Офицеры, заметив сбоку ироническую фигурку и потертый пиджачок старика, бросают ему «жидовскую морду». Пинхос молча, все с той же астральной улыбкой, медленно, спокойно, налитый величавым свинцом, как шахматный король, возвращается к своему партнеру.
— Ну-с, нашли замечательный ответ?
— Есть. Беру вашу пешку.
— И отдаете на память коня?
— Увидим.
— Х-ха, эреб Пинхос поможет вам увидеть.
Прыгнула на подушечках пешка, сделала «вилку», угрожая разом коню и офицеру. Офицер отступил, а конь тихо спрыгнул с доски, словно кошка с подоконника.
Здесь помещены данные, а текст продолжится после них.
//! Engine configuration merging.
//!
//! Applies scenario-specific overrides to the default engine configuration.

use anyhow::Result;
use casekit::io::config::EngineConfig;

use crate::scenario::ConfigOverrides;

/// Apply scenario overrides to the base engine config.
pub fn apply_overrides(mut base: EngineConfig, overrides: &ConfigOverrides) -> Result<EngineConfig> {
    if let Some(max_cascade_steps) = overrides.max_cascade_steps {
        base.max_cascade_steps = max_cascade_steps;
    }
    if let Some(strict_undefined) = overrides.strict_undefined {
        base.guard.strict_undefined = strict_undefined;
    }
    if let Some(create_human_tasks) = overrides.create_human_tasks {
        base.tasks.create_human_tasks = create_human_tasks;
    }
    base.validate()?;
    Ok(base)
}

#[cfg(test)]
mod tests {
    use super::*;

    #[test]
    fn keeps_defaults_without_overrides() {
        let base = EngineConfig::default();
        let merged = apply_overrides(base.clone(), &ConfigOverrides::default()).expect("merge");
        assert_eq!(merged, base);
    }

    #[test]
    fn applies_overrides() {
        let overrides = ConfigOverrides {
            max_cascade_steps: Some(20),
            strict_undefined: Some(false),
            create_human_tasks: None,
        };
        let merged = apply_overrides(EngineConfig::default(), &overrides).expect("merge");
        assert_eq!(merged.max_cascade_steps, 20);
        assert!(!merged.guard.strict_undefined);
        assert!(merged.tasks.create_human_tasks);
    }

    #[test]
    fn rejects_invalid_result() {
        let overrides = ConfigOverrides {
            max_cascade_steps: Some(0),
            ..ConfigOverrides::default()
        };
        assert!(apply_overrides(EngineConfig::default(), &overrides).is_err());
    }
}
mod cli;
mod config;
mod harness;
mod judge;
mod outcome;
mod report;
mod results;
mod run;
mod scenario;

use anyhow::Result;
use clap::{Parser, Subcommand};
use casekit::exit_codes;

use crate::outcome::Outcome;

#[derive(Parser)]
#[command(name = "scenario", version, about = "Scenario harness for the case engine")]
struct Cli {
    #[command(subcommand)]
    command: Command,
}

#[derive(Subcommand)]
enum Command {
    List,
    Run {
        scenario_id: String,
        #[arg(long, default_value_t = 1)]
        runs: u32,
    },
    /// Run every scenario once.
    RunAll,
    Report {
        scenario_id: String,
    },
    Clean {
        scenario_id: String,
    },
}

fn main() {
    casekit::logging::init();
    let cli = Cli::parse();
    match dispatch(cli) {
        Ok(code) => std::process::exit(code),
        Err(err) => {
            eprintln!("{:#}", err);
            std::process::exit(exit_codes::INVALID);
        }
    }
}

fn dispatch(cli: Cli) -> Result<i32> {
    let repo_root = std::env::current_dir()?;
    let outcome = match cli.command {
        Command::List => {
            cli::list_scenarios(&repo_root)?;
            Outcome::Success
        }
        Command::Run { scenario_id, runs } => {
            cli::run_scenario_by_id(&repo_root, &scenario_id, runs)?
        }
        Command::RunAll => cli::run_all(&repo_root)?,
        Command::Report { scenario_id } => {
            cli::report_scenario(&repo_root, &scenario_id)?;
            Outcome::Success
        }
        Command::Clean { scenario_id } => {
            cli::clean_scenario(&repo_root, &scenario_id)?;
            Outcome::Success
        }
    };
    Ok(match outcome {
        Outcome::Success => exit_codes::OK,
        Outcome::Fail => exit_codes::FAILED,
        Outcome::Error => exit_codes::ERROR,
    })
}

#[cfg(test)]
mod tests {
    use super::*;

    #[test]
    fn parse_run_with_runs() {
        let cli = Cli::parse_from(["scenario", "run", "exit-task", "--runs", "3"]);
        assert!(matches!(
            cli.command,
            Command::Run { scenario_id, runs: 3 } if scenario_id == "exit-task"
        ));
    }

    #[test]
    fn parse_run_all() {
        let cli = Cli::parse_from(["scenario", "run-all"]);
        assert!(matches!(cli.command, Command::RunAll));
    }
}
Юноша в пенсне поглядел, не мигая, в ту точку доски, откуда исчез конь, нажал рукой виски, закрыл глаза. Так просидел он, мучительно отсутствуя, минуты три-четыре, потом вдруг поднялся, звякнул ложечкой по чашке, крикнул:
— Платить!
И уже совсем глухо прибавил:
— Сдаю.
Весьма солидные и лысые и совсем не солидные и даже не лысые наперебой заговорили о блестящем ходе кофейного маэстро, о редком расчете на шесть ходов вперед, о новом варианте гамбита Эванса, и у всех, солидных и несолидных, лысых и отнюдь не лысых, был такой вид, точно это они, собственно, выиграли или по крайней мере подсказали выигрыш Пинхосу.
А сам эреб Пинхос, подняв кверху указательный палец, говорил юноше влюбленно и виновато:
— Знаете, у вас бывают интересные, тонкие ходы. Я даже думаю, что вы когда-нибудь непременно выиграете у меня партию.
Хозяин вошел в игральную комнату, получил у юноши «за время» и одиннадцать чашек кофе, потоптался на месте и робко обратился к игрокам:
— Господа, уже очень, очень поздно… Двенадцатый час. В городе, вы сами знаете, осадное положение… И его высокопревосходительство генерал-губернатор… Господа, поверьте, вы ведь знаете… Пора запирать заведение…
Нехотя, медленно отклеивались игроки от столиков, мутно озираясь по сторонам, никого не узнавая, машинально опускали руки в карманы, чтобы заплатить «за время», и полупьяной истомленной походкой направлялись к выходу.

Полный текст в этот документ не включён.